Collected data

========

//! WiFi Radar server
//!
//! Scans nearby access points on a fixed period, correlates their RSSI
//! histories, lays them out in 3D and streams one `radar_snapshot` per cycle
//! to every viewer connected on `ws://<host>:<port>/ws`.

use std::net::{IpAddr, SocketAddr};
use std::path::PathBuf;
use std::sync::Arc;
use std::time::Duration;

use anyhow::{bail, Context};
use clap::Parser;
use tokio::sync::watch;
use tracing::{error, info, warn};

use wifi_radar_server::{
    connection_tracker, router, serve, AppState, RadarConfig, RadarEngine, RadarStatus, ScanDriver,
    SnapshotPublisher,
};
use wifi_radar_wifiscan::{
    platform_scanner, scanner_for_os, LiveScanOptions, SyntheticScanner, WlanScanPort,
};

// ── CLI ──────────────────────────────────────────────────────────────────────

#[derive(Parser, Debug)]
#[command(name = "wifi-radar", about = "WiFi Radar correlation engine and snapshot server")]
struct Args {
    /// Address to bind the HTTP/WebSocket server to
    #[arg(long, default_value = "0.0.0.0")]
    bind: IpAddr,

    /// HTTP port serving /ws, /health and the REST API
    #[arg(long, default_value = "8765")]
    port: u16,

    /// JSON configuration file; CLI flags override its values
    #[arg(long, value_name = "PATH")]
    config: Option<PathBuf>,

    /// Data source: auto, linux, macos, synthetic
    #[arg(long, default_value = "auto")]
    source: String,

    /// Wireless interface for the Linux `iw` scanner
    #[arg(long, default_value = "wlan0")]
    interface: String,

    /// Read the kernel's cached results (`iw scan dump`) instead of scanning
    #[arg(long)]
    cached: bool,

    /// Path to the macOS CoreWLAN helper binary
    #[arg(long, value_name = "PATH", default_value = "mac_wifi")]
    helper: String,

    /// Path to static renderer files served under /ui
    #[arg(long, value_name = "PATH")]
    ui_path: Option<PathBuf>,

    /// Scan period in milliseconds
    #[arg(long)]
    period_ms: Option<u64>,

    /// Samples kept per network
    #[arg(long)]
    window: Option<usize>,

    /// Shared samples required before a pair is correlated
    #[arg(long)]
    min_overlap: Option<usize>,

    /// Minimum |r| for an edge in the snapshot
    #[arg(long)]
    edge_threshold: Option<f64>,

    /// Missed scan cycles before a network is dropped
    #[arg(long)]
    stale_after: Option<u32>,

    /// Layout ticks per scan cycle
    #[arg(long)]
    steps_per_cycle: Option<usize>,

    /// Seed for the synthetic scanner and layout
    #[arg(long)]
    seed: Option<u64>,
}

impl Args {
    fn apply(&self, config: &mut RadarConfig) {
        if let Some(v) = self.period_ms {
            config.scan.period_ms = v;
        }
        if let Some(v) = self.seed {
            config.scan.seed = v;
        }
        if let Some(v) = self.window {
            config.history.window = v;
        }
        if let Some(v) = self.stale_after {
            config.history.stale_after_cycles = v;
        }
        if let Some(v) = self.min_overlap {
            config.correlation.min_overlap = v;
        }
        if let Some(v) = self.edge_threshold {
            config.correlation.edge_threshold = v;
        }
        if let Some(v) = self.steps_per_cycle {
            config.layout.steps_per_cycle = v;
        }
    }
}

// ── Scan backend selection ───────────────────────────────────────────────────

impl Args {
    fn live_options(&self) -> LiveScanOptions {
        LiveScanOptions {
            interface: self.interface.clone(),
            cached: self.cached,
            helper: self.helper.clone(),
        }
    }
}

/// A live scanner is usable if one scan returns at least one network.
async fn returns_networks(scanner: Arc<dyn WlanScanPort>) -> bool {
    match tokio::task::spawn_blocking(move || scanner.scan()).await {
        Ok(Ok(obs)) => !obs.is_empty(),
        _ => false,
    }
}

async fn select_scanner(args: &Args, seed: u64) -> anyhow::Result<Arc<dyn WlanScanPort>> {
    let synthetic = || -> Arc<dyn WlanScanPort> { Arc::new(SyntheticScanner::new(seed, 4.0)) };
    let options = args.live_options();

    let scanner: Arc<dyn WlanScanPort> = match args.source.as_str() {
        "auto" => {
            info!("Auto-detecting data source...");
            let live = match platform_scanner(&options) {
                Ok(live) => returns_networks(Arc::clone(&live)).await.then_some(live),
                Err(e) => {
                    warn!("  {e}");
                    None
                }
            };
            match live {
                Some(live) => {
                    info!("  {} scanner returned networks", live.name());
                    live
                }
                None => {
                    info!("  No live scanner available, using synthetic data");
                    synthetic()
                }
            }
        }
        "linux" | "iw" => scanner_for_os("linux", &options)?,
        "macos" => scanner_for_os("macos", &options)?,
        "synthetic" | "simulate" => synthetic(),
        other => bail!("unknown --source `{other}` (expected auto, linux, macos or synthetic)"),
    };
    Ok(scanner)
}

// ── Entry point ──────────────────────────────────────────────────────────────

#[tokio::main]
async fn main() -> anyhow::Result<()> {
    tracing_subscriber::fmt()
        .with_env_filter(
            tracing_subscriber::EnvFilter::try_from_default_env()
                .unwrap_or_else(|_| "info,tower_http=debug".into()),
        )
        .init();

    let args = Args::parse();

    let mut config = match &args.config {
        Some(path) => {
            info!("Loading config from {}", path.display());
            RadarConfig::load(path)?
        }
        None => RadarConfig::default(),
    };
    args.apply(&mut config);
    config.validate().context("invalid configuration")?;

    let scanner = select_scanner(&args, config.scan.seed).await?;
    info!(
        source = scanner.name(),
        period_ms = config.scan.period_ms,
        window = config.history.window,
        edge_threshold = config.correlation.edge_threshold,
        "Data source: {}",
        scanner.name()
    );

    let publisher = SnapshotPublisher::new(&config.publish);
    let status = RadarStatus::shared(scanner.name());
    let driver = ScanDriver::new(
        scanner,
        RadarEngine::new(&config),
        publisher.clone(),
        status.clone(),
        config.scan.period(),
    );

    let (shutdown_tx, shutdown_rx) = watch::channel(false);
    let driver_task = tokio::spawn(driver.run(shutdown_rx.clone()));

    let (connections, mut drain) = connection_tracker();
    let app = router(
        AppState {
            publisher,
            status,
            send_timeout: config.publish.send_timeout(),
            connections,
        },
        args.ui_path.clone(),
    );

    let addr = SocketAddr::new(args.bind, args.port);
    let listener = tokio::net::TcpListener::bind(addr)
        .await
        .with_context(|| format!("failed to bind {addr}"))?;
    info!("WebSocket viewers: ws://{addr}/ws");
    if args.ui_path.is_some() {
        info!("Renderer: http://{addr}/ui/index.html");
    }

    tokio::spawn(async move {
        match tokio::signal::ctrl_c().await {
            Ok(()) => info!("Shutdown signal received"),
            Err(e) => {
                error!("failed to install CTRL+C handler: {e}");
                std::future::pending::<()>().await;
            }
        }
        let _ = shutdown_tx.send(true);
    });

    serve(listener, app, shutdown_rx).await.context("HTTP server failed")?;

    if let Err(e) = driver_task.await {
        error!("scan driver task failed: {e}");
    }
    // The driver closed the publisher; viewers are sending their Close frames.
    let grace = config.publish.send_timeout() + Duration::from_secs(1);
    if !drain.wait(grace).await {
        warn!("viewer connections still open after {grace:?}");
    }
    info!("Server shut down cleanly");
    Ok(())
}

========

Activity =>
The records above are to be repeated in full, word for word.

Worked solution =>
//! WiFi Radar server
//!
//! Scans nearby access points on a fixed period, correlates their RSSI
//! histories, lays them out in 3D and streams one `radar_snapshot` per cycle
//! to every viewer connected on `ws://<host>:<port>/ws`.

use std::net::{IpAddr, SocketAddr};
use std::path::PathBuf;
use std::sync::Arc;
use std::time::Duration;

use anyhow::{bail, Context};
use clap::Parser;
use tokio::sync::watch;
use tracing::{error, info, warn};

use wifi_radar_server::{
    connection_tracker, router, serve, AppState, RadarConfig, RadarEngine, RadarStatus, ScanDriver,
    SnapshotPublisher,
};
use wifi_radar_wifiscan::{
    platform_scanner, scanner_for_os, LiveScanOptions, SyntheticScanner, WlanScanPort,
};

// ── CLI ──────────────────────────────────────────────────────────────────────

#[derive(Parser, Debug)]
#[command(name = "wifi-radar", about = "WiFi Radar correlation engine and snapshot server")]
struct Args {
    /// Address to bind the HTTP/WebSocket server to
    #[arg(long, default_value = "0.0.0.0")]
    bind: IpAddr,

    /// HTTP port serving /ws, /health and the REST API
    #[arg(long, default_value = "8765")]
    port: u16,

    /// JSON configuration file; CLI flags override its values
    #[arg(long, value_name = "PATH")]
    config: Option<PathBuf>,

    /// Data source: auto, linux, macos, synthetic
    #[arg(long, default_value = "auto")]
    source: String,

    /// Wireless interface for the Linux `iw` scanner
    #[arg(long, default_value = "wlan0")]
    interface: String,

    /// Read the kernel's cached results (`iw scan dump`) instead of scanning
    #[arg(long)]
    cached: bool,

    /// Path to the macOS CoreWLAN helper binary
    #[arg(long, value_name = "PATH", default_value = "mac_wifi")]
    helper: String,

    /// Path to static renderer files served under /ui
    #[arg(long, value_name = "PATH")]
    ui_path: Option<PathBuf>,

    /// Scan period in milliseconds
    #[arg(long)]
    period_ms: Option<u64>,

    /// Samples kept per network
    #[arg(long)]
    window: Option<usize>,

    /// Shared samples required before a pair is correlated
    #[arg(long)]
    min_overlap: Option<usize>,

    /// Minimum |r| for an edge in the snapshot
    #[arg(long)]
    edge_threshold: Option<f64>,

    /// Missed scan cycles before a network is dropped
    #[arg(long)]
    stale_after: Option<u32>,

    /// Layout ticks per scan cycle
    #[arg(long)]
    steps_per_cycle: Option<usize>,

    /// Seed for the synthetic scanner and layout
    #[arg(long)]
    seed: Option<u64>,
}

impl Args {
    fn apply(&self, config: &mut RadarConfig) {
        if let Some(v) = self.period_ms {
            config.scan.period_ms = v;
        }
        if let Some(v) = self.seed {
            config.scan.seed = v;
        }
        if let Some(v) = self.window {
            config.history.window = v;
        }
        if let Some(v) = self.stale_after {
            config.history.stale_after_cycles = v;
        }
        if let Some(v) = self.min_overlap {
            config.correlation.min_overlap = v;
        }
        if let Some(v) = self.edge_threshold {
            config.correlation.edge_threshold = v;
        }
        if let Some(v) = self.steps_per_cycle {
            config.layout.steps_per_cycle = v;
        }
    }
}

// ── Scan backend selection ───────────────────────────────────────────────────

impl Args {
    fn live_options(&self) -> LiveScanOptions {
        LiveScanOptions {
            interface: self.interface.clone(),
            cached: self.cached,
            helper: self.helper.clone(),
        }
    }
}

/// A live scanner is usable if one scan returns at least one network.
async fn returns_networks(scanner: Arc<dyn WlanScanPort>) -> bool {
    match tokio::task::spawn_blocking(move || scanner.scan()).await {
        Ok(Ok(obs)) => !obs.is_empty(),
        _ => false,
    }
}

async fn select_scanner(args: &Args, seed: u64) -> anyhow::Result<Arc<dyn WlanScanPort>> {
    let synthetic = || -> Arc<dyn WlanScanPort> { Arc::new(SyntheticScanner::new(seed, 4.0)) };
    let options = args.live_options();

    let scanner: Arc<dyn WlanScanPort> = match args.source.as_str() {
        "auto" => {
            info!("Auto-detecting data source...");
            let live = match platform_scanner(&options) {
                Ok(live) => returns_networks(Arc::clone(&live)).await.then_some(live),
                Err(e) => {
                    warn!("  {e}");
                    None
                }
            };
            match live {
                Some(live) => {
                    info!("  {} scanner returned networks", live.name());
                    live
                }
                None => {
                    info!("  No live scanner available, using synthetic data");
                    synthetic()
                }
            }
        }
        "linux" | "iw" => scanner_for_os("linux", &options)?,
        "macos" => scanner_for_os("macos", &options)?,
        "synthetic" | "simulate" => synthetic(),
        other => bail!("unknown --source `{other}` (expected auto, linux, macos or synthetic)"),
    };
    Ok(scanner)
}

// ── Entry point ──────────────────────────────────────────────────────────────

#[tokio::main]
async fn main() -> anyhow::Result<()> {
    tracing_subscriber::fmt()
        .with_env_filter(
            tracing_subscriber::EnvFilter::try_from_default_env()
                .unwrap_or_else(|_| "info,tower_http=debug".into()),
        )
        .init();

    let args = Args::parse();

    let mut config = match &args.config {
        Some(path) => {
            info!("Loading config from {}", path.display());
            RadarConfig::load(path)?
        }
        None => RadarConfig::default(),
    };
    args.apply(&mut config);
    config.validate().context("invalid configuration")?;

    let scanner = select_scanner(&args, config.scan.seed).await?;
    info!(
        source = scanner.name(),
        period_ms = config.scan.period_ms,
        window = config.history.window,
        edge_threshold = config.correlation.edge_threshold,
        "Data source: {}",
        scanner.name()
    );

    let publisher = SnapshotPublisher::new(&config.publish);
    let status = RadarStatus::shared(scanner.name());
    let driver = ScanDriver::new(
        scanner,
        RadarEngine::new(&config),
        publisher.clone(),
        status.clone(),
        config.scan.period(),
    );

    let (shutdown_tx, shutdown_rx) = watch::channel(false);
    let driver_task = tokio::spawn(driver.run(shutdown_rx.clone()));

    let (connections, mut drain) = connection_tracker();
    let app = router(
        AppState {
            publisher,
            status,
            send_timeout: config.publish.send_timeout(),
            connections,
        },
        args.ui_path.clone(),
    );

    let addr = SocketAddr::new(args.bind, args.port);
    let listener = tokio::net::TcpListener::bind(addr)
        .await
        .with_context(|| format!("failed to bind {addr}"))?;
    info!("WebSocket viewers: ws://{addr}/ws");
    if args.ui_path.is_some() {
        info!("Renderer: http://{addr}/ui/index.html");
    }

    tokio::spawn(async move {
        match tokio::signal::ctrl_c().await {
            Ok(()) => info!("Shutdown signal received"),
            Err(e) => {
                error!("failed to install CTRL+C handler: {e}");
                std::future::pending::<()>().await;
            }
        }
        let _ = shutdown_tx.send(true);
    });

    serve(listener, app, shutdown_rx).await.context("HTTP server failed")?;

    if let Err(e) = driver_task.await {
        error!("scan driver task failed: {e}");
    }
    // The driver closed the publisher; viewers are sending their Close frames.
    let grace = config.publish.send_timeout() + Duration::from_secs(1);
    if !drain.wait(grace).await {
        warn!("viewer connections still open after {grace:?}");
    }
    info!("Server shut down cleanly");
    Ok(())
}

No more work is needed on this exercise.